Please believe, if I thought the OP was the problem and a 'lack of passion' was the problem I would HAPPILY tell him it was ALL HIS FAULT.

I so WISH I could tell him this...

But the key paragraph, is this one:

_"After many years I have realised that what my idea of a great relationship / marriage actually differs considerably from her definition. *Mary is very low maintenance, her definition of a relationship seems to be very simple. i.e. the marriage is legal and I am there as a father. She sees to have zero expectation of me as a husband. I can pay her no attention, be unreasonable, even rude, and the status quo is maintained.

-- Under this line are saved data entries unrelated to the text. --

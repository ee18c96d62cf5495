//! Key storage capability
//!
//! Signing never touches secrets directly; it asks a [`KeyStore`] to sign a
//! 32-byte message on behalf of a key id. Backends may be remote or
//! disk-backed, so every call is async and fallible.

mod memory;

pub use memory::*;

use async_trait::async_trait;
use thiserror::Error;

use crate::crypto::{EcdsaSignature, PublicKey, SignatureError};
use crate::primitives::H256;

/// Key store errors
#[derive(Debug, Error, Clone, PartialEq, Eq)]
pub enum KeyStoreError {
    #[error("No such key: {0}")]
    NoSuchKey(String),
    #[error("Wrong passphrase for key {0}")]
    WrongPassphrase(String),
    #[error("Key store backend failure: {0}")]
    Backend(String),
    #[error(transparent)]
    Signature(#[from] SignatureError),
}

#[async_trait]
pub trait KeyStore: Send + Sync {
    /// Generate a key and return its id
    async fn create_key(&self, passphrase: Option<&str>) -> Result<String, KeyStoreError>;

    /// Public key of `key_id`, or `None` when the store does not hold it
    async fn get_public_key(&self, key_id: &str) -> Result<Option<PublicKey>, KeyStoreError>;

    /// Recoverable signature of `message` by `key_id`
    async fn sign(
        &self,
        key_id: &str,
        message: &H256,
        passphrase: Option<&str>,
    ) -> Result<EcdsaSignature, KeyStoreError>;
}
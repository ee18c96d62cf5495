//! Asset data model - out points, inputs, outputs, orders

mod timelock;
mod out_point;
mod input;
mod output;
mod order;
mod asset;
pub mod derivation;

pub use timelock::*;
pub use out_point::*;
pub use input::*;
pub use output::*;
pub use order::*;
pub use asset::*;
pub use derivation::{asset_address, asset_scheme_address};
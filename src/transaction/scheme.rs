//! Asset scheme administration

use serde::{Deserialize, Serialize};

use super::{decode_optional_address, decode_text, encode_text, split_approvals, with_approvals};
use crate::address::PlatformAddress;
use crate::asset::{Asset, AssetMintOutput};
use crate::constants::action_tag;
use crate::crypto::{blake256, EcdsaSignature};
use crate::primitives::{NetworkId, H160, H256};
use crate::rlp::{decode_list, encode_list, encode_optional, Decodable, Encodable, RlpError, RlpItem};

/// Replace the metadata and permissions of an existing asset scheme.
/// `seq` is the scheme's change counter.
#[derive(Debug, Clone, PartialEq, Eq, Serialize, Deserialize)]
#[serde(rename_all = "camelCase")]
pub struct ChangeAssetScheme {
    pub network_id: NetworkId,
    pub shard_id: u16,
    pub asset_type: H256,
    pub seq: u64,
    pub metadata: String,
    pub approver: Option<PlatformAddress>,
    pub registrar: Option<PlatformAddress>,
    pub allowed_script_hashes: Vec<H160>,
    pub approvals: Vec<EcdsaSignature>,
}

impl ChangeAssetScheme {
    const CORE_LEN: usize = 9;

    fn core_fields(&self) -> Vec<RlpItem> {
        vec![
            RlpItem::uint(u64::from(action_tag::CHANGE_ASSET_SCHEME)),
            self.network_id.to_rlp(),
            self.shard_id.to_rlp(),
            self.asset_type.to_rlp(),
            self.seq.to_rlp(),
            encode_text(&self.metadata),
            encode_optional(self.approver.as_ref()),
            encode_optional(self.registrar.as_ref()),
            encode_list(&self.allowed_script_hashes),
        ]
    }

    pub fn tracker(&self) -> H256 {
        blake256(&RlpItem::List(self.core_fields()).encode())
    }
}

impl Encodable for ChangeAssetScheme {
    fn to_rlp(&self) -> RlpItem {
        with_approvals(self.core_fields(), &self.approvals)
    }
}

impl Decodable for ChangeAssetScheme {
    fn from_rlp(item: &RlpItem) -> Result<Self, RlpError> {
        let (f, approvals) = split_approvals(item, action_tag::CHANGE_ASSET_SCHEME, Self::CORE_LEN)?;
        let network_id = NetworkId::from_rlp(&f[1])?;
        Ok(Self {
            network_id,
            shard_id: u16::from_rlp(&f[2])?,
            asset_type: H256::from_rlp(&f[3])?,
            seq: u64::from_rlp(&f[4])?,
            metadata: decode_text(&f[5])?,
            approver: decode_optional_address(&f[6], network_id)?,
            registrar: decode_optional_address(&f[7], network_id)?,
            allowed_script_hashes: decode_list(&f[8])?,
            approvals,
        })
    }
}

/// Mint additional supply of an existing asset type
#[derive(Debug, Clone, PartialEq, Eq, Serialize, Deserialize)]
#[serde(rename_all = "camelCase")]
pub struct IncreaseAssetSupply {
    pub network_id: NetworkId,
    pub shard_id: u16,
    pub asset_type: H256,
    pub seq: u64,
    pub output: AssetMintOutput,
    pub approvals: Vec<EcdsaSignature>,
}

impl IncreaseAssetSupply {
    const CORE_LEN: usize = 8;

    fn core_fields(&self) -> Vec<RlpItem> {
        let mut fields = vec![
            RlpItem::uint(u64::from(action_tag::INCREASE_ASSET_SUPPLY)),
            self.network_id.to_rlp(),
            self.shard_id.to_rlp(),
            self.asset_type.to_rlp(),
            self.seq.to_rlp(),
        ];
        fields.extend(self.output.rlp_fields());
        fields
    }

    pub fn tracker(&self) -> H256 {
        blake256(&RlpItem::List(self.core_fields()).encode())
    }

    /// The newly supplied asset
    pub fn minted_asset(&self) -> Asset {
        Asset {
            asset_type: self.asset_type,
            lock_script_hash: self.output.lock_script_hash,
            parameters: self.output.parameters.clone(),
            quantity: self.output.supply,
            shard_id: self.shard_id,
            tracker: self.tracker(),
            transaction_output_index: 0,
        }
    }
}

impl Encodable for IncreaseAssetSupply {
    fn to_rlp(&self) -> RlpItem {
        with_approvals(self.core_fields(), &self.approvals)
    }
}

impl Decodable for IncreaseAssetSupply {
    fn from_rlp(item: &RlpItem) -> Result<Self, RlpError> {
        let (f, approvals) = split_approvals(item, action_tag::INCREASE_ASSET_SUPPLY, Self::CORE_LEN)?;
        Ok(Self {
            network_id: NetworkId::from_rlp(&f[1])?,
            shard_id: u16::from_rlp(&f[2])?,
            asset_type: H256::from_rlp(&f[3])?,
            seq: u64::from_rlp(&f[4])?,
            output: AssetMintOutput::from_rlp_fields(&f[5..8])?,
            approvals,
        })
    }
}
//! Script virtual machine opcodes

pub const NOP: u8 = 0x00;
pub const BURN: u8 = 0x01;
pub const SUCCESS: u8 = 0x02;
pub const FAIL: u8 = 0x03;
pub const NOT: u8 = 0x10;
pub const EQ: u8 = 0x11;
pub const JMP: u8 = 0x20;
pub const JNZ: u8 = 0x21;
pub const JZ: u8 = 0x22;
pub const PUSH: u8 = 0x30;
pub const POP: u8 = 0x31;
pub const PUSHB: u8 = 0x32;
pub const DUP: u8 = 0x33;
pub const SWAP: u8 = 0x34;
pub const COPY: u8 = 0x35;
pub const DROP: u8 = 0x36;
pub const CHKSIG: u8 = 0x80;
pub const CHKMULTISIG: u8 = 0x81;
pub const BLAKE256: u8 = 0x90;
pub const SHA256: u8 = 0x91;
pub const RIPEMD160: u8 = 0x92;
pub const KECCAK256: u8 = 0x93;
pub const BLAKE160: u8 = 0x94;
pub const BLKNUM: u8 = 0xa0;
pub const CHKTIMELOCK: u8 = 0xb0;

A whole year an go by without us doing anything together - and still we tick along.* Actually, in many respects she is a simply a better person than me, of raving such low expectations and being content with just having the basics."_

The emboldened portion is the most relevant.

And the underlined portion is the real 'death-blow' here.

Again, you'll either 'get this or you won't'

Bottom-line: If the behavior described in the underlined portion of this quoted text...DOESN'T spark any change in sentiment in one's wife, regardless of whether that sentiment is:

A. Anger and Indignation

or 

B. A sudden resurgence of sexual attraction/increased priority of a husband's happiness on the mental list of 'important things in life" ( which is MUCH MORE common than most husbands would believe)

Well, you've got nothing to work with on the attraction/passion front.


_"You've admitted that you were never that into her and it was even hollow when you told her you loved her. How is any women supposed to be passionate with a guy like that"
_

Umm...soooooooo many of the sex-deprived husbands on this board are sooooooo, sooooooo TOTALLY INTO their wives...

It DOES NOT lead to a MORE PASSION-FILLED relationship

Frequently it leads to just the opposite.

And the Sex in Marriage Forum is proof-positive of this (rather ridiculous, yet incontrovertible) reality.

The relationship described here is a total exception to the norm....that's what makes this thread 'noteworthy'


----------



## bestyet2be (Jul 28, 2013)

Byron said:


> She says she adores me, still fancies me, etc etc. Yet, they are just words....
> Honestly, I don't know. Did I tell her I love her? Yes, but not very often - but when I did it kind of sound hollow as the words left my mouth.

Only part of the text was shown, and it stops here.